◆ **What to work on**
Locate every line below that contains the word "InvalidColor" and copy it.

§ §

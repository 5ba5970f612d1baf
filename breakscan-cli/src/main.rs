//! Breakscan CLI — breakout/breakdown quarterly statistics from CSV bars.
//!
//! Commands:
//! - `analyze` — per-quarter statistics for one or more symbols
//! - `events` — the closed-event tape for a single symbol

use anyhow::{bail, Context, Result};
use clap::{Parser, Subcommand};
use rayon::prelude::*;
use std::path::{Path, PathBuf};

use breakscan_core::analysis::{run_analysis, AnalysisReport, RunError};
use breakscan_core::config::AnalysisConfig;
use breakscan_core::data::{BarSource, CsvDir};
use breakscan_core::domain::ClosedEvent;

#[derive(Parser)]
#[command(
    name = "breakscan",
    about = "Breakscan CLI — breakout/breakdown quarterly statistics"
)]
struct Cli {
    #[command(subcommand)]
    command: Commands,
}

#[derive(Subcommand)]
enum Commands {
    /// Compute per-quarter breakout statistics for one or more symbols.
    Analyze {
        /// Symbols to analyze (e.g., SPY QQQ AAPL).
        #[arg(required = true)]
        symbols: Vec<String>,

        /// Directory of <SYMBOL>.csv bar files.
        #[arg(long, default_value = "data")]
        data_dir: PathBuf,

        /// TOML analysis config. Defaults to the built-in study window.
        #[arg(long)]
        config: Option<PathBuf>,

        /// Write per-symbol JSON reports into this directory.
        #[arg(long)]
        output_dir: Option<PathBuf>,
    },
    /// Print the closed-event tape for a single symbol.
    Events {
        symbol: String,

        /// Directory of <SYMBOL>.csv bar files.
        #[arg(long, default_value = "data")]
        data_dir: PathBuf,

        /// TOML analysis config. Defaults to the built-in study window.
        #[arg(long)]
        config: Option<PathBuf>,
    },
}

fn main() -> Result<()> {
    let cli = Cli::parse();

    match cli.command {
        Commands::Analyze {
            symbols,
            data_dir,
            config,
            output_dir,
        } => run_analyze(symbols, data_dir, config, output_dir),
        Commands::Events {
            symbol,
            data_dir,
            config,
        } => run_events(symbol, data_dir, config),
    }
}

fn load_config(path: Option<&Path>) -> Result<AnalysisConfig> {
    match path {
        Some(path) => AnalysisConfig::load(path)
            .with_context(|| format!("failed to load config from {}", path.display())),
        None => Ok(AnalysisConfig::default()),
    }
}

fn run_analyze(
    symbols: Vec<String>,
    data_dir: PathBuf,
    config_path: Option<PathBuf>,
    output_dir: Option<PathBuf>,
) -> Result<()> {
    let config = load_config(config_path.as_deref())?;
    let source = CsvDir::new(data_dir);
    println!(
        "analyzing {} symbol(s) from {} source",
        symbols.len(),
        source.name()
    );

    // One scan per symbol; scans are independent, so fan out.
    let results: Vec<(String, Result<AnalysisReport, RunError>)> = symbols
        .par_iter()
        .map(|symbol| (symbol.clone(), run_analysis(&source, symbol, &config)))
        .collect();

    let mut failed = 0;
    for (symbol, result) in results {
        match result {
            Ok(report) => {
                print_quarter_table(&report);
                if let Some(dir) = &output_dir {
                    write_report(dir, &report)?;
                }
            }
            Err(err) => {
                eprintln!("{symbol}: {err}");
                failed += 1;
            }
        }
    }

    if failed > 0 {
        bail!("{failed} symbol(s) failed");
    }
    Ok(())
}

fn run_events(symbol: String, data_dir: PathBuf, config_path: Option<PathBuf>) -> Result<()> {
    let config = load_config(config_path.as_deref())?;
    let source = CsvDir::new(data_dir);
    let report = run_analysis(&source, &symbol, &config)?;

    println!(
        "{} — {} closed event(s), initial target {:.3}",
        report.symbol,
        report.events.len(),
        report.initial_target
    );
    for event in &report.events {
        match event {
            ClosedEvent::Breakout(ev) => println!(
                "{}  breakout   {:<9} target {:>10.3}  buy {:>10.3}  days {:>4}  max ampl {:>9.3}%",
                ev.start_date,
                ev.kind.to_string(),
                ev.target_price,
                ev.buy_price,
                ev.duration,
                ev.max_amplitude,
            ),
            ClosedEvent::Breakdown(ev) => println!(
                "{}  breakdown  {:<21} started {} ({})  price {:>10.3}  days {:>4}  effective {}",
                ev.breakdown_date,
                ev.breakdown.to_string(),
                ev.start_date,
                ev.kind,
                ev.breakdown_price,
                ev.duration,
                ev.effective_pct_label(),
            ),
        }
    }
    Ok(())
}

fn print_quarter_table(report: &AnalysisReport) {
    println!();
    println!(
        "{} — {} event(s), initial target {:.3}",
        report.symbol,
        report.events.len(),
        report.initial_target
    );
    if report.quarters.is_empty() {
        println!("  (no events in any whitelisted quarter)");
        return;
    }

    println!(
        "  {:<8} {:<12} {:>6} {:>10} {:>12} {:>6} {:>6} {:>7}",
        "quarter", "regime", "count", "avg days", "avg ampl %", "3b5", "hi-8", "gap-10"
    );
    for summary in report.quarters.values() {
        println!(
            "  {:<8} {:<12} {:>6} {:>10.2} {:>12.3} {:>6} {:>6} {:>7}",
            summary.quarter,
            summary.market_regime.to_string(),
            summary.breakout_count,
            summary.avg_duration,
            summary.avg_amplitude,
            summary.breakdown_stats.three_break_five,
            summary.breakdown_stats.intraday_high_drop8,
            summary.breakdown_stats.intraday_gap_drop10,
        );
    }
}

fn write_report(dir: &Path, report: &AnalysisReport) -> Result<()> {
    std::fs::create_dir_all(dir)
        .with_context(|| format!("failed to create {}", dir.display()))?;
    let path = dir.join(format!("{}.json", report.symbol));
    let json = serde_json::to_string_pretty(report)?;
    std::fs::write(&path, json)
        .with_context(|| format!("failed to write {}", path.display()))?;
    println!("  wrote {}", path.display());
    Ok(())
}
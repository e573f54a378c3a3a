//! Palette handling and color name resolution
//!
//! Palette entries are resolved to RGB in the order: named table, hex code
//! (`+RRGGBB` or the short `+RGB`), then decimal `R-G-B` triple.

use crate::io::configuration::{NAME_DELIMITER, default_palette};
use crate::io::error::{AlgorithmError, Result, invalid_parameter};

/// Ordered, non-empty list of color names
///
/// Cells refer to palette entries by 1-based index; index 0 is "no color".
#[derive(Debug, Clone, PartialEq, Eq)]
pub struct Palette {
    names: Vec<String>,
}

impl Palette {
    /// Create a palette from color names
    ///
    /// # Errors
    ///
    /// Returns an error if `names` is empty
    pub fn new(names: Vec<String>) -> Result<Self> {
        if names.is_empty() {
            return Err(invalid_parameter(
                "colors",
                &"",
                &"palette must contain at least one color",
            ));
        }
        Ok(Self { names })
    }

    /// Parse a comma-separated color list
    ///
    /// Spaces become `+`, undoing URL decoding of hex codes such as `+ff0000`.
    ///
    /// # Errors
    ///
    /// Returns an error if the list has no entries
    pub fn parse_list(list: &str) -> Result<Self> {
        let names = list
            .split(NAME_DELIMITER)
            .filter(|name| !name.is_empty())
            .map(normalize_name)
            .collect();
        Self::new(names)
    }

    /// Number of colors in the palette
    pub fn len(&self) -> usize {
        self.names.len()
    }

    /// Always false; palettes hold at least one color
    pub fn is_empty(&self) -> bool {
        self.names.is_empty()
    }

    /// Color names in palette order
    pub fn names(&self) -> &[String] {
        &self.names
    }
}

impl Default for Palette {
    fn default() -> Self {
        Self {
            names: default_palette(),
        }
    }
}

/// Replace spaces with `+` in a color name
pub fn normalize_name(name: &str) -> String {
    name.replace(' ', "+")
}

/// Named colors understood without hex or RGB notation
pub const NAMED_COLORS: [(&str, [u8; 3]); 37] = [
    ("looksy-black", [0, 0, 0]),
    ("looksy-white", [255, 255, 255]),
    ("looksy-lightgray", [204, 204, 204]),
    ("looksy-red", [255, 0, 0]),
    ("looksy-pink", [255, 102, 179]),
    ("looksy-darkred", [128, 0, 0]),
    ("looksy-orange", [255, 165, 0]),
    ("looksy-lightred", [255, 102, 102]),
    ("looksy-orangered", [255, 64, 0]),
    ("looksy-yellow", [255, 255, 0]),
    ("looksy-lightyellow", [255, 255, 128]),
    ("looksy-gold", [255, 201, 0]),
    ("looksy-darkgreen", [0, 128, 0]),
    ("looksy-green", [0, 255, 0]),
    ("looksy-lightgreen", [176, 255, 176]),
    ("looksy-blue", [0, 0, 255]),
    ("looksy-blueviolet", [104, 103, 253]),
    ("looksy-lightcyan", [128, 255, 255]),
    ("looksy-purple", [128, 0, 128]),
    ("looksy-violet", [129, 1, 255]),
    ("looksy-magenta", [255, 7, 255]),
    ("black", [0, 0, 0]),
    ("grey", [128, 128, 128]),
    ("white", [255, 255, 255]),
    ("darkred", [128, 0, 0]),
    ("red", [255, 0, 0]),
    ("orange", [255, 165, 0]),
    ("olive", [128, 128, 0]),
    ("yellow", [255, 255, 0]),
    ("darkgreen", [0, 128, 0]),
    ("green", [0, 255, 0]),
    ("teal", [0, 128, 128]),
    ("cyan", [0, 255, 255]),
    ("darkblue", [0, 0, 128]),
    ("blue", [0, 0, 255]),
    ("purple", [128, 0, 128]),
    ("magenta", [255, 0, 255]),
];

/// Resolve a single color name to RGB
///
/// # Errors
///
/// Returns [`AlgorithmError::InvalidColor`] when the name is neither a named
/// color, a hex code nor an `R-G-B` triple
pub fn resolve_color(name: &str) -> Result<[u8; 3]> {
    if let Some(&(_, rgb)) = NAMED_COLORS.iter().find(|(known, _)| *known == name) {
        return Ok(rgb);
    }

    if let Some(hex) = name.strip_prefix('+') {
        return parse_hex(hex).ok_or_else(|| invalid_color(name));
    }

    if is_rgb_triple(name) {
        return parse_rgb_triple(name).ok_or_else(|| invalid_color(name));
    }

    Err(invalid_color(name))
}

/// Whether `name` has the `R-G-B` shape (three dash-separated parts)
pub fn is_rgb_triple(name: &str) -> bool {
    name.split('-').count() == 3
}

fn invalid_color(name: &str) -> AlgorithmError {
    AlgorithmError::InvalidColor {
        name: name.to_string(),
    }
}

// Short codes expand each digit, so "f0a" reads as "ff00aa"
fn parse_hex(hex: &str) -> Option<[u8; 3]> {
    if !hex.chars().all(|c| c.is_ascii_hexdigit()) {
        return None;
    }

    let expanded: String = match hex.len() {
        3 => hex.chars().flat_map(|c| [c, c]).collect(),
        6 => hex.to_string(),
        _ => return None,
    };

    let channel = |start: usize| {
        expanded
            .get(start..start + 2)
            .and_then(|pair| u8::from_str_radix(pair, 16).ok())
    };

    Some([channel(0)?, channel(2)?, channel(4)?])
}

fn parse_rgb_triple(name: &str) -> Option<[u8; 3]> {
    let mut channels = name.split('-').map(|part| part.trim().parse::<u8>().ok());
    Some([channels.next()??, channels.next()??, channels.next()??])
}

§ §

◆ **Exercise response**
/// Returns [`AlgorithmError::InvalidColor`] when the name is neither a named
    AlgorithmError::InvalidColor {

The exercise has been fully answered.